**WHAT IS REQUIRED**
The complete listing should be transcribed precisely.

**THE RECORDS**
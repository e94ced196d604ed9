use super::defaults::*;
use super::env::EnvSnapshot;
use serde::{Deserialize, Serialize};
use tracing::warn;

// ============================================================================
// Model Provider Configuration
// ============================================================================

#[derive(Debug, Clone, Copy, PartialEq, Eq, Serialize, Deserialize)]
#[serde(rename_all = "kebab-case")]
pub enum ModelApi {
    AnthropicMessages,
}

#[derive(Debug, Clone, PartialEq, Serialize, Deserialize)]
#[serde(rename_all = "camelCase")]
pub struct ModelDefinitionConfig {
    pub id: String,
    pub name: String,
    pub context_window: u64,
}

#[derive(Debug, Clone, PartialEq, Serialize, Deserialize)]
#[serde(rename_all = "camelCase")]
pub struct ModelProviderConfig {
    pub base_url: String,
    pub api: ModelApi,
    #[serde(default, skip_serializing_if = "Option::is_none")]
    pub api_key: Option<String>,
    #[serde(default)]
    pub models: Vec<ModelDefinitionConfig>,
}

impl ModelProviderConfig {
    /// The fixed Anthropic catalog served from an overridden base URL.
    pub fn anthropic_catalog(base_url: &str, api_key: Option<&str>) -> Self {
        Self {
            base_url: base_url.to_string(),
            api: ModelApi::AnthropicMessages,
            api_key: api_key.map(String::from),
            models: ANTHROPIC_MODEL_CATALOG
                .iter()
                .map(|(id, name)| ModelDefinitionConfig {
                    id: (*id).to_string(),
                    name: (*name).to_string(),
                    context_window: ANTHROPIC_CONTEXT_WINDOW,
                })
                .collect(),
        }
    }
}

// ============================================================================
// Channel Configuration
// ============================================================================

/// Chat platforms the bootstrap can enable from the environment.
#[derive(Debug, Clone, Copy, PartialEq, Eq)]
pub enum ChannelKind {
    Telegram,
    Discord,
    Slack,
}

impl ChannelKind {
    pub const ALL: [ChannelKind; 3] = [Self::Telegram, Self::Discord, Self::Slack];

    /// Key under `channels` in the config document.
    pub fn key(self) -> &'static str {
        match self {
            Self::Telegram => "telegram",
            Self::Discord => "discord",
            Self::Slack => "slack",
        }
    }

    /// Config field name paired with each required env variable.
    fn credential_vars(self) -> &'static [(&'static str, &'static str)] {
        match self {
            Self::Telegram => &[("botToken", ENV_TELEGRAM_BOT_TOKEN)],
            Self::Discord => &[("token", ENV_DISCORD_BOT_TOKEN)],
            Self::Slack => &[
                ("botToken", ENV_SLACK_BOT_TOKEN),
                ("appToken", ENV_SLACK_APP_TOKEN),
            ],
        }
    }

    fn dm_policy_var(self) -> &'static str {
        match self {
            Self::Telegram => ENV_TELEGRAM_DM_POLICY,
            Self::Discord => ENV_DISCORD_DM_POLICY,
            Self::Slack => ENV_SLACK_DM_POLICY,
        }
    }

    /// Resolve credentials for this channel.
    ///
    /// Returns `None` unless every required variable is set; partial
    /// credentials count as absent.
    pub fn credentials(self, env: &EnvSnapshot) -> Option<ChannelCredentials> {
        let fields = self
            .credential_vars()
            .iter()
            .map(|(field, var)| env.get(var).map(|v| (*field, v.to_string())))
            .collect::<Option<Vec<_>>>()?;

        let dm_policy = match env.get(self.dm_policy_var()) {
            Some(policy) => {
                if !KNOWN_DM_POLICIES.contains(&policy) {
                    warn!(
                        channel = self.key(),
                        policy, "Unrecognized DM policy, passing it through to the gateway"
                    );
                }
                policy.to_string()
            }
            None => DEFAULT_DM_POLICY.to_string(),
        };

        Some(ChannelCredentials { fields, dm_policy })
    }
}

/// Credentials and DM policy resolved for one channel.
#[derive(Clone, PartialEq, Eq)]
pub struct ChannelCredentials {
    pub fields: Vec<(&'static str, String)>,
    pub dm_policy: String,
}

impl std::fmt::Debug for ChannelCredentials {
    fn fmt(&self, f: &mut std::fmt::Formatter<'_>) -> std::fmt::Result {
        let names: Vec<&str> = self.fields.iter().map(|(name, _)| *name).collect();
        f.debug_struct("ChannelCredentials")
            .field("fields", &names)
            .field("dm_policy", &self.dm_policy)
            .finish()
    }
}

// ============================================================================
// Default Document
// ============================================================================

#[derive(Debug, Clone, Serialize, Deserialize)]
#[serde(rename_all = "camelCase")]
pub struct DefaultModelConfig {
    pub primary: String,
}

#[derive(Debug, Clone, Serialize, Deserialize)]
#[serde(rename_all = "camelCase")]
pub struct DefaultAgentConfig {
    pub workspace: String,
    pub model: DefaultModelConfig,
}

#[derive(Debug, Clone, Serialize, Deserialize)]
#[serde(rename_all = "camelCase")]
pub struct DefaultAgentsConfig {
    pub defaults: DefaultAgentConfig,
}

#[derive(Debug, Clone, Serialize, Deserialize)]
#[serde(rename_all = "camelCase")]
pub struct DefaultGatewayConfig {
    pub port: u16,
    pub mode: String,
}

/// Minimal document written when neither a config file nor a template exists.
#[derive(Debug, Clone, Serialize, Deserialize)]
#[serde(rename_all = "camelCase")]
pub struct DefaultDocument {
    pub agents: DefaultAgentsConfig,
    pub gateway: DefaultGatewayConfig,
}

impl Default for DefaultDocument {
    fn default() -> Self {
        Self {
            agents: DefaultAgentsConfig {
                defaults: DefaultAgentConfig {
                    workspace: DEFAULT_WORKSPACE.to_string(),
                    model: DefaultModelConfig {
                        primary: DEFAULT_MODEL.to_string(),
                    },
                },
            },
            gateway: DefaultGatewayConfig {
                port: DEFAULT_GATEWAY_PORT,
                mode: DEFAULT_GATEWAY_MODE.to_string(),
            },
        }
    }
}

**RESPONSE TO THE TASK**
repository e94ced196d604ed9
use super::defaults::*;
use super::env::EnvSnapshot;
use serde::{Deserialize, Serialize};
use tracing::warn;

// ============================================================================
// Model Provider Configuration
// ============================================================================

#[derive(Debug, Clone, Copy, PartialEq, Eq, Serialize, Deserialize)]
#[serde(rename_all = "kebab-case")]
pub enum ModelApi {
    AnthropicMessages,
}

#[derive(Debug, Clone, PartialEq, Serialize, Deserialize)]
#[serde(rename_all = "camelCase")]
pub struct ModelDefinitionConfig {
    pub id: String,
    pub name: String,
    pub context_window: u64,
}

#[derive(Debug, Clone, PartialEq, Serialize, Deserialize)]
#[serde(rename_all = "camelCase")]
pub struct ModelProviderConfig {
    pub base_url: String,
    pub api: ModelApi,
    #[serde(default, skip_serializing_if = "Option::is_none")]
    pub api_key: Option<String>,
    #[serde(default)]
    pub models: Vec<ModelDefinitionConfig>,
}

impl ModelProviderConfig {
    /// The fixed Anthropic catalog served from an overridden base URL.
    pub fn anthropic_catalog(base_url: &str, api_key: Option<&str>) -> Self {
        Self {
            base_url: base_url.to_string(),
            api: ModelApi::AnthropicMessages,
            api_key: api_key.map(String::from),
            models: ANTHROPIC_MODEL_CATALOG
                .iter()
                .map(|(id, name)| ModelDefinitionConfig {
                    id: (*id).to_string(),
                    name: (*name).to_string(),
                    context_window: ANTHROPIC_CONTEXT_WINDOW,
                })
                .collect(),
        }
    }
}

// ============================================================================
// Channel Configuration
// ============================================================================

/// Chat platforms the bootstrap can enable from the environment.
#[derive(Debug, Clone, Copy, PartialEq, Eq)]
pub enum ChannelKind {
    Telegram,
    Discord,
    Slack,
}

impl ChannelKind {
    pub const ALL: [ChannelKind; 3] = [Self::Telegram, Self::Discord, Self::Slack];

    /// Key under `channels` in the config document.
    pub fn key(self) -> &'static str {
        match self {
            Self::Telegram => "telegram",
            Self::Discord => "discord",
            Self::Slack => "slack",
        }
    }

    /// Config field name paired with each required env variable.
    fn credential_vars(self) -> &'static [(&'static str, &'static str)] {
        match self {
            Self::Telegram => &[("botToken", ENV_TELEGRAM_BOT_TOKEN)],
            Self::Discord => &[("token", ENV_DISCORD_BOT_TOKEN)],
            Self::Slack => &[
                ("botToken", ENV_SLACK_BOT_TOKEN),
                ("appToken", ENV_SLACK_APP_TOKEN),
            ],
        }
    }

    fn dm_policy_var(self) -> &'static str {
        match self {
            Self::Telegram => ENV_TELEGRAM_DM_POLICY,
            Self::Discord => ENV_DISCORD_DM_POLICY,
            Self::Slack => ENV_SLACK_DM_POLICY,
        }
    }

    /// Resolve credentials for this channel.
    ///
    /// Returns `None` unless every required variable is set; partial
    /// credentials count as absent.
    pub fn credentials(self, env: &EnvSnapshot) -> Option<ChannelCredentials> {
        let fields = self
            .credential_vars()
            .iter()
            .map(|(field, var)| env.get(var).map(|v| (*field, v.to_string())))
            .collect::<Option<Vec<_>>>()?;

        let dm_policy = match env.get(self.dm_policy_var()) {
            Some(policy) => {
                if !KNOWN_DM_POLICIES.contains(&policy) {
                    warn!(
                        channel = self.key(),
                        policy, "Unrecognized DM policy, passing it through to the gateway"
                    );
                }
                policy.to_string()
            }
            None => DEFAULT_DM_POLICY.to_string(),
        };

        Some(ChannelCredentials { fields, dm_policy })
    }
}

/// Credentials and DM policy resolved for one channel.
#[derive(Clone, PartialEq, Eq)]
pub struct ChannelCredentials {
    pub fields: Vec<(&'static str, String)>,
    pub dm_policy: String,
}

impl std::fmt::Debug for ChannelCredentials {
    fn fmt(&self, f: &mut std::fmt::Formatter<'_>) -> std::fmt::Result {
        let names: Vec<&str> = self.fields.iter().map(|(name, _)| *name).collect();
        f.debug_struct("ChannelCredentials")
            .field("fields", &names)
            .field("dm_policy", &self.dm_policy)
            .finish()
    }
}

// ============================================================================
// Default Document
// ============================================================================

#[derive(Debug, Clone, Serialize, Deserialize)]
#[serde(rename_all = "camelCase")]
pub struct DefaultModelConfig {
    pub primary: String,
}

#[derive(Debug, Clone, Serialize, Deserialize)]
#[serde(rename_all = "camelCase")]
pub struct DefaultAgentConfig {
    pub workspace: String,
    pub model: DefaultModelConfig,
}

#[derive(Debug, Clone, Serialize, Deserialize)]
#[serde(rename_all = "camelCase")]
pub struct DefaultAgentsConfig {
    pub defaults: DefaultAgentConfig,
}

#[derive(Debug, Clone, Serialize, Deserialize)]
#[serde(rename_all = "camelCase")]
pub struct DefaultGatewayConfig {
    pub port: u16,
    pub mode: String,
}

/// Minimal document written when neither a config file nor a template exists.
#[derive(Debug, Clone, Serialize, Deserialize)]
#[serde(rename_all = "camelCase")]
pub struct DefaultDocument {
    pub agents: DefaultAgentsConfig,
    pub gateway: DefaultGatewayConfig,
}

impl Default for DefaultDocument {
    fn default() -> Self {
        Self {
            agents: DefaultAgentsConfig {
                defaults: DefaultAgentConfig {
                    workspace: DEFAULT_WORKSPACE.to_string(),
                    model: DefaultModelConfig {
                        primary: DEFAULT_MODEL.to_string(),
                    },
                },
            },
            gateway: DefaultGatewayConfig {
                port: DEFAULT_GATEWAY_PORT,
                mode: DEFAULT_GATEWAY_MODE.to_string(),
            },
        }
    }
}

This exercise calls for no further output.